**SOURCE INFORMATION:**
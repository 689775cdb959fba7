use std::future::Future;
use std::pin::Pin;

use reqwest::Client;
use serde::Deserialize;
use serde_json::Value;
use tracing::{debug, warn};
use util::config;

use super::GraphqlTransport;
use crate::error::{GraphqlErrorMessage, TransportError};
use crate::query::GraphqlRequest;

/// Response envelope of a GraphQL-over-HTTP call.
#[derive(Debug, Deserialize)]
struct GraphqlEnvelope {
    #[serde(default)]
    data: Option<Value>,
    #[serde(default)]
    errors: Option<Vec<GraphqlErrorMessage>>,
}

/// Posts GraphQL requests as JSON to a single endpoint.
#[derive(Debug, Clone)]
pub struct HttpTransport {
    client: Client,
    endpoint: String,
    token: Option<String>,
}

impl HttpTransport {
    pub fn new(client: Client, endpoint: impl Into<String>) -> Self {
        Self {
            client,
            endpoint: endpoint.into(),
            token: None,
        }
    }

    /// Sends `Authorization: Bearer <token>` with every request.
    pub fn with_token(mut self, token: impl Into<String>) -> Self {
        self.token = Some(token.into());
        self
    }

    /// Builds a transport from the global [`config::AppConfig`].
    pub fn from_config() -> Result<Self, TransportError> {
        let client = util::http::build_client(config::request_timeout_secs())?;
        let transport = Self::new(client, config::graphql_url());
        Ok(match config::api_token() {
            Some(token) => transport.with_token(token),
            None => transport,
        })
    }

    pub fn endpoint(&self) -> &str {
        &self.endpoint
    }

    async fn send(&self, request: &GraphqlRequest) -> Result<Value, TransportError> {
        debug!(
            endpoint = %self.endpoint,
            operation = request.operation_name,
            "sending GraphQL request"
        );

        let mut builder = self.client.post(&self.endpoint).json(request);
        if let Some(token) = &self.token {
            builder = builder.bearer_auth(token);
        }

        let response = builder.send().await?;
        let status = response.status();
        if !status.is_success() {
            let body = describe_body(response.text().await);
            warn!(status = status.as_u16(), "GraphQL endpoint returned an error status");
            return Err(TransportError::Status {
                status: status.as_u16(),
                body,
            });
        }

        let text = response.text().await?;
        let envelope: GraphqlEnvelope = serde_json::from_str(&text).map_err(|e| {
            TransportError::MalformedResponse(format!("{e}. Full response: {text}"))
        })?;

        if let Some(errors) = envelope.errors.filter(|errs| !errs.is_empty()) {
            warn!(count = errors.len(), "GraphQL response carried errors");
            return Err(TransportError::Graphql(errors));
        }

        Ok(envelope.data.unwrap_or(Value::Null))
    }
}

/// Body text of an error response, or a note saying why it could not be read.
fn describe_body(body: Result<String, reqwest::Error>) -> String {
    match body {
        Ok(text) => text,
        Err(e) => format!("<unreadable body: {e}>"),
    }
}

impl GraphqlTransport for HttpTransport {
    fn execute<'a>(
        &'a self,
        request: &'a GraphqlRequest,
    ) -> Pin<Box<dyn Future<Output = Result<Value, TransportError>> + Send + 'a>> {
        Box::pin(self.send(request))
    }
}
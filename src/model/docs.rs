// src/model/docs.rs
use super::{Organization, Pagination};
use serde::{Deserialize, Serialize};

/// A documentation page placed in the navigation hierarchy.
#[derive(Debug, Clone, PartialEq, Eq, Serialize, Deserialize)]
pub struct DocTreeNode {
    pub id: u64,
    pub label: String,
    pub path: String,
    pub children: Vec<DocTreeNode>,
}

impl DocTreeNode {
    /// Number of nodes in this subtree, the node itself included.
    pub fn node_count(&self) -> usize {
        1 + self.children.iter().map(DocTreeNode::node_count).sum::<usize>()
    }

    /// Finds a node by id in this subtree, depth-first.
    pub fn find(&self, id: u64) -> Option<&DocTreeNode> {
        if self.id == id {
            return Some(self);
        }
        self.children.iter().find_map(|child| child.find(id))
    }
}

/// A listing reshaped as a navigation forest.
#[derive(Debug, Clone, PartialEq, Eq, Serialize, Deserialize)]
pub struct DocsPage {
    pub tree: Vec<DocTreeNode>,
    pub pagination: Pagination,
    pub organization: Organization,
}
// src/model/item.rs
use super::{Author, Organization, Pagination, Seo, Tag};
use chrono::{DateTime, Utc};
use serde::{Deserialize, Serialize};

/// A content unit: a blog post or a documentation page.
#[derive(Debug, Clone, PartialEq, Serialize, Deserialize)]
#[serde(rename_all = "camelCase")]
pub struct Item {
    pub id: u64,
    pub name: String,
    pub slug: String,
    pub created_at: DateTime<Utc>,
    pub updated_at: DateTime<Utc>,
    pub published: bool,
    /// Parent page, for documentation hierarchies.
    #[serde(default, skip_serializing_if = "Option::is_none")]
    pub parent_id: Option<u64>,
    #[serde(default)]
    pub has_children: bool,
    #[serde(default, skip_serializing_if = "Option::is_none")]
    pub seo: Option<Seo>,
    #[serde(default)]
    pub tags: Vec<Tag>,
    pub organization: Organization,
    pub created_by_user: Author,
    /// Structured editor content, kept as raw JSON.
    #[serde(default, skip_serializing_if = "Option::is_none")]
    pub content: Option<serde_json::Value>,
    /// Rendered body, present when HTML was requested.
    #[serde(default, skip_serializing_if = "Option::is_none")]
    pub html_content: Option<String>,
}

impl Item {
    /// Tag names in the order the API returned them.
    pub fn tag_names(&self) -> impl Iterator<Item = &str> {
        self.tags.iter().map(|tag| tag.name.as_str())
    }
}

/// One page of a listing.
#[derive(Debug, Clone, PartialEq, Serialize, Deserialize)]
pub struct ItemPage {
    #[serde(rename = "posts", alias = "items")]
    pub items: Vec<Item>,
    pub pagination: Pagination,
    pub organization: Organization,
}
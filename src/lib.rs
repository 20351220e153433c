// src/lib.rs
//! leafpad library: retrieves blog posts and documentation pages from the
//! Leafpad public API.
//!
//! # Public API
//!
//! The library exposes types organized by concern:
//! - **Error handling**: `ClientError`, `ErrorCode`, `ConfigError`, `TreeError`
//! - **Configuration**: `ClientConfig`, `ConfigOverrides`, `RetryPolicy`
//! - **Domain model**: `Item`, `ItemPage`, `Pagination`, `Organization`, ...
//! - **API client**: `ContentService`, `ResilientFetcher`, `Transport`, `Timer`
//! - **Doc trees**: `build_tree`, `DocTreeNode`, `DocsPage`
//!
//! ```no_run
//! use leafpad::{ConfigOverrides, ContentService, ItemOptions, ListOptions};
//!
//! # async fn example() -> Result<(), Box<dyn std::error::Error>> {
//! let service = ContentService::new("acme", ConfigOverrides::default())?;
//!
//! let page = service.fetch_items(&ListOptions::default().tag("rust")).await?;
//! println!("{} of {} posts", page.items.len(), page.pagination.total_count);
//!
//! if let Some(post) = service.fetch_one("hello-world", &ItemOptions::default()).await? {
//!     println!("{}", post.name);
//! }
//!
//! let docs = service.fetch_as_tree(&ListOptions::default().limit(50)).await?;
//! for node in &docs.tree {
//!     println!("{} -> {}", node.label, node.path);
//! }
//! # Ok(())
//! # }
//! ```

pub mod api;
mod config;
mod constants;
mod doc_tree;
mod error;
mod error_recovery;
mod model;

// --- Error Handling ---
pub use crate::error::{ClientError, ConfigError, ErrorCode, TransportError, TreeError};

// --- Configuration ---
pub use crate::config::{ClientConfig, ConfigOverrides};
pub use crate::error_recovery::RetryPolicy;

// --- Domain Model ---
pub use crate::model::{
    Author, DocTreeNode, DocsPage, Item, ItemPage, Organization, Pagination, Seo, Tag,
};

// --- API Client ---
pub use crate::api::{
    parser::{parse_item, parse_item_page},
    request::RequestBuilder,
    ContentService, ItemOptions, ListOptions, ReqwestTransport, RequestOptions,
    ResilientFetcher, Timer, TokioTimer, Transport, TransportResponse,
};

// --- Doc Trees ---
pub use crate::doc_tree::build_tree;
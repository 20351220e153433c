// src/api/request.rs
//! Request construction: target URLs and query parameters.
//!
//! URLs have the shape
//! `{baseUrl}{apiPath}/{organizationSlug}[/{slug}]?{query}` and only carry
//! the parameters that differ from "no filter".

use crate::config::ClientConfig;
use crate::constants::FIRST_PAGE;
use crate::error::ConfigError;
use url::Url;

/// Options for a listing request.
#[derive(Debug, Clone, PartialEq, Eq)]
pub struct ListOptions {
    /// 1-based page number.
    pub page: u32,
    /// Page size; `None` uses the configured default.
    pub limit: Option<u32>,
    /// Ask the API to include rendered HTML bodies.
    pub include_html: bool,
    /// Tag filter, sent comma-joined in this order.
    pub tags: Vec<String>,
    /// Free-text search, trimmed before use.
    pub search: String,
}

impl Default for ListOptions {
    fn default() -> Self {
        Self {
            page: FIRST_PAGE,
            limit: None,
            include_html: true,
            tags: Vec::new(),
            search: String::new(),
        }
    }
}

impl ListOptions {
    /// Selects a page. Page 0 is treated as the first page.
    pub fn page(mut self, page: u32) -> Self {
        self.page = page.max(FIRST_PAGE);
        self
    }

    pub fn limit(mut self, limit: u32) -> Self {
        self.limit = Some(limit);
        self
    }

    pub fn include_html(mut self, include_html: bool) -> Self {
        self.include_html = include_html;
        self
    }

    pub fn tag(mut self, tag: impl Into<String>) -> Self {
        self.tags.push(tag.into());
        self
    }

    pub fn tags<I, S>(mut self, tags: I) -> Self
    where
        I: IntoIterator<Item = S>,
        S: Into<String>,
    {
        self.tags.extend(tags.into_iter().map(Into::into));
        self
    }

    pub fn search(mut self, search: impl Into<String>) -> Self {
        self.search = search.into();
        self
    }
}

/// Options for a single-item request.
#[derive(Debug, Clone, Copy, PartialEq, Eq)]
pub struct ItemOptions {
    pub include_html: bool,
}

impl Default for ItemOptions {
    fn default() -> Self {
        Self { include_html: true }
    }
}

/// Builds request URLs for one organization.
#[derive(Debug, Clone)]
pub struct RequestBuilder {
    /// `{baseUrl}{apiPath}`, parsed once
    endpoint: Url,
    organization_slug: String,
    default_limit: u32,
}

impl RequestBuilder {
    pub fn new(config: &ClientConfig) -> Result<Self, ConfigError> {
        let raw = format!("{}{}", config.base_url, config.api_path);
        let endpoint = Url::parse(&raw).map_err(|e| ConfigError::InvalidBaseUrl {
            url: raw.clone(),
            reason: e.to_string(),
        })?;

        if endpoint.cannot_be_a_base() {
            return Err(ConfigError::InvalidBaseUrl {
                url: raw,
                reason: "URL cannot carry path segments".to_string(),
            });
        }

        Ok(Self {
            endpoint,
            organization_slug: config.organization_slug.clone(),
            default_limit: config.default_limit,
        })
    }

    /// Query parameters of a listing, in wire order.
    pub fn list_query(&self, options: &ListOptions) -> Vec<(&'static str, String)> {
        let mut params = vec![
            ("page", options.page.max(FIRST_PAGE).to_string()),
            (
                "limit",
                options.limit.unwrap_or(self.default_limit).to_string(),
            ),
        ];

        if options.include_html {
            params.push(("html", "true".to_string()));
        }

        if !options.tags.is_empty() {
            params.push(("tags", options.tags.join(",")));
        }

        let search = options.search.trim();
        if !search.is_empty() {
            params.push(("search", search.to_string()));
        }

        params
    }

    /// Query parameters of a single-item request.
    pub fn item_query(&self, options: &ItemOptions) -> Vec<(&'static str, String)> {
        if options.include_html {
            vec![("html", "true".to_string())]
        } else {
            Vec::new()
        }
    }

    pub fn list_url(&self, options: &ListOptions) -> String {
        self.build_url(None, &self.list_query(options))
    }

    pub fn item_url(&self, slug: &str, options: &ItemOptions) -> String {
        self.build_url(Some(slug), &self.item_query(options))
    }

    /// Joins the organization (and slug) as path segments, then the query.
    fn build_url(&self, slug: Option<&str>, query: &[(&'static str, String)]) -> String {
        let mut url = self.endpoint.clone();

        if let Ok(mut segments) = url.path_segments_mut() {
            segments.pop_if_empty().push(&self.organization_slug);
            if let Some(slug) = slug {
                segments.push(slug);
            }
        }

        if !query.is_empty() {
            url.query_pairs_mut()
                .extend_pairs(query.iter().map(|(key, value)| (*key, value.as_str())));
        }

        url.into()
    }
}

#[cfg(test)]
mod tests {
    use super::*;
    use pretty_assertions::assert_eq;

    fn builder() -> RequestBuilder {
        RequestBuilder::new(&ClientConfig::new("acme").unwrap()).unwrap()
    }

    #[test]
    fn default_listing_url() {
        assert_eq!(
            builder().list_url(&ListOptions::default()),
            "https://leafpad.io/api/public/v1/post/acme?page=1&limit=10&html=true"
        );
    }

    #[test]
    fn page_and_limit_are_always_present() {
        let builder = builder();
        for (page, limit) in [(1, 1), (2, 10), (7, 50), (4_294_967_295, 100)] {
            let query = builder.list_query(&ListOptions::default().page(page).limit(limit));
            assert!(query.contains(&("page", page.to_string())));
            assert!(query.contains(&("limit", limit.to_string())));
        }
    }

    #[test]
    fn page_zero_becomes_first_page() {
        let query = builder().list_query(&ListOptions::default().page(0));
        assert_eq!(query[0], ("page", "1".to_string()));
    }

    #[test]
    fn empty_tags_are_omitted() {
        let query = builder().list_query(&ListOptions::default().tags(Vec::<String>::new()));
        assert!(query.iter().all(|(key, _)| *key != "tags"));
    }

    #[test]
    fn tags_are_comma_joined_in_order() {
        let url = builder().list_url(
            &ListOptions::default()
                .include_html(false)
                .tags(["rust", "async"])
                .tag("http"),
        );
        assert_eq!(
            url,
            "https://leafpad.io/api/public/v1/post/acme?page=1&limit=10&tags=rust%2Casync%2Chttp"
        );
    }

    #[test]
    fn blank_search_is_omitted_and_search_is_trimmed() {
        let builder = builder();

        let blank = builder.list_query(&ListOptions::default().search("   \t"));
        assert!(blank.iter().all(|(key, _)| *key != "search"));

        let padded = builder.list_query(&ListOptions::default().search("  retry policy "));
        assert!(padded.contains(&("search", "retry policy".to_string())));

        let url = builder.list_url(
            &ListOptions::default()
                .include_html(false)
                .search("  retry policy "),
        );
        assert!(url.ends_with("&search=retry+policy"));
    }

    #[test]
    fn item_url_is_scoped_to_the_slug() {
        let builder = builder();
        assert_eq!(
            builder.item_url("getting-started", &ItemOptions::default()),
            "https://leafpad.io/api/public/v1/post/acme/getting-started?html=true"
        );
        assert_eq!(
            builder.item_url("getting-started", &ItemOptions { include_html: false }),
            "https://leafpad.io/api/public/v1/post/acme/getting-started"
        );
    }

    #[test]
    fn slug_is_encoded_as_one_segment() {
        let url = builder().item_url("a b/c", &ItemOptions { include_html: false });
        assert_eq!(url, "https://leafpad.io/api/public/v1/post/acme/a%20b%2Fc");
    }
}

**YOUR OBJECTIVE:** Check every line of the data above for the string "padded", and copy those that have it.

**ANSWER TO THE EXERCISE:**
        let padded = builder.list_query(&ListOptions::default().search("  retry policy "));
        assert!(padded.contains(&("search", "retry policy".to_string())));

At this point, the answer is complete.